James Cargo was founded 40 years ago, and I joined the company about 25 years ago. I had worked at SA Freight and Securicor Air Couriers, where we handled consignments of reptiles, and hatching eggs both at Heathrow and Gatwick. I bailed out Marwell Zoo one Sunday because their old freight agent hadn’t turned up to clear a snow leopard through customs, and that was my first zoological clearance and, not knowing one end of a snow leopard to another, I managed to clear it through customs. After that the zoological work started to pour in. Soon after, I joined James Cargo and my former live animal customers followed me. Today, I’m general manager of the livestock side of the business, and in my 25 years here, we’ve moved anteaters to zebras, if it’s in a zoo, we’ve moved it, and if it’s owned as a pet, we’ve moved it. The only thing we don’t move are animals to be used for experimental purposes and anything that is wild caught for the pet trade.
Who have been your clients and some notable projects over the years?

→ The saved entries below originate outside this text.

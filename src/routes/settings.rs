use axum::{extract::State, Json};
use tracing::info;

use crate::auth::{AdminUser, AuthenticatedUser};
use crate::barangay::{load_settings, save_settings, BarangaySettings};
use crate::error::{AppError, AppResult};
use crate::state::AppState;

pub async fn get_settings(
    State(state): State<AppState>,
    _user: AuthenticatedUser,
) -> AppResult<Json<BarangaySettings>> {
    let mut conn = state.db()?;
    Ok(Json(load_settings(&mut conn)?))
}

pub async fn update_settings(
    State(state): State<AppState>,
    AdminUser(admin): AdminUser,
    Json(payload): Json<BarangaySettings>,
) -> AppResult<Json<BarangaySettings>> {
    payload.validate().map_err(AppError::bad_request)?;

    let mut conn = state.db()?;
    save_settings(&mut conn, &payload)?;

    info!(admin_id = %admin.user_id, barangay = %payload.barangay_name, "settings saved");
    Ok(Json(payload))
}
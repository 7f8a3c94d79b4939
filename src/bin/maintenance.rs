use std::env;

use anyhow::{bail, ensure, Context, Result};
use chrono::Utc;
use diesel::prelude::*;
use tracing_subscriber::EnvFilter;
use uuid::Uuid;

use barangay_portal::{
    auth::{password, ROLE_ADMIN, VERIFICATION_VERIFIED},
    backup::run_backup,
    config::AppConfig,
    db,
    models::NewUser,
    schema::users,
    storage::S3Storage,
};

const USAGE: &str = "Usage: maintenance <backup|migrate|create-admin <username> <full name>>";

#[tokio::main]
async fn main() -> Result<()> {
    dotenv::dotenv().ok();
    let filter = EnvFilter::try_from_default_env().unwrap_or_else(|_| EnvFilter::new("info"));
    tracing_subscriber::fmt()
        .with_env_filter(filter)
        .with_target(false)
        .compact()
        .init();

    let mut args = env::args().skip(1);
    match args.next().as_deref() {
        Some("backup") => backup().await?,
        Some("migrate") => migrate()?,
        Some("create-admin") => {
            let (Some(username), Some(full_name)) = (args.next(), args.next()) else {
                bail!("{USAGE}");
            };
            create_admin(&username, &full_name)?
        }
        Some(cmd) => {
            eprintln!("Unknown command: {cmd}\n{USAGE}");
            std::process::exit(1);
        }
        None => {
            eprintln!("{USAGE}");
            std::process::exit(1);
        }
    }

    Ok(())
}

fn load_config() -> Result<AppConfig> {
    let config = AppConfig::from_env()?;
    tracing::info!(
        component = "maintenance",
        database_url = %config.redacted_database_url(),
        pool_size = config.database_max_pool_size,
        s3_bucket = %config.s3_bucket,
        "loaded portal configuration"
    );
    Ok(config)
}

async fn backup() -> Result<()> {
    let config = load_config()?;
    let pool = db::init_pool_with_size(&config.database_url, config.database_max_pool_size)?;
    let storage = S3Storage::connect(&config).await?;

    let summary = run_backup(&pool, &storage, &config.backup_prefix, Utc::now()).await?;

    println!("Backup written under {}", summary.prefix);
    for object in &summary.objects {
        println!("  {:<22} {:>6} rows  {}", object.table, object.rows, object.key);
    }
    Ok(())
}

fn migrate() -> Result<()> {
    let config = load_config()?;
    let pool = db::init_pool_with_size(&config.database_url, config.database_max_pool_size)?;
    let applied = db::run_migrations(&pool)?;
    println!("Applied {applied} migration(s).");
    Ok(())
}

/// Bootstraps an admin account; the password is read from `ADMIN_PASSWORD`.
fn create_admin(username: &str, full_name: &str) -> Result<()> {
    let secret = env::var("ADMIN_PASSWORD").context("ADMIN_PASSWORD must be set")?;
    ensure!(
        secret.chars().count() >= password::MIN_PASSWORD_LENGTH,
        "ADMIN_PASSWORD must be at least {} characters",
        password::MIN_PASSWORD_LENGTH
    );

    let config = load_config()?;
    let pool = db::init_pool_with_size(&config.database_url, config.database_max_pool_size)?;
    let mut conn = pool.get().context("failed to get database connection")?;

    let admin = NewUser {
        id: Uuid::new_v4(),
        username: username.trim().to_lowercase(),
        password_hash: password::hash_password(&secret)?,
        role: ROLE_ADMIN.to_string(),
        full_name: full_name.trim().to_string(),
        sitio: None,
        contact_number: None,
        verification_status: VERIFICATION_VERIFIED.to_string(),
    };
    diesel::insert_into(users::table)
        .values(&admin)
        .execute(&mut conn)
        .context("failed to insert admin")?;

    println!("Created admin {} ({})", admin.username, admin.id);
    Ok(())
}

We have various commercial clients for whom we move dogs for security purposes, such as sniffer dogs, guard and guide dogs, for Dogs for the Blind and the NFL, for instance. We deal with most of the zoos in the UK – we recently transported three lionesses with IAG Cargo from London Zoo to Frankfurt, because you’re one of the only carriers operating wide-body aircraft into Frankfurt at the time.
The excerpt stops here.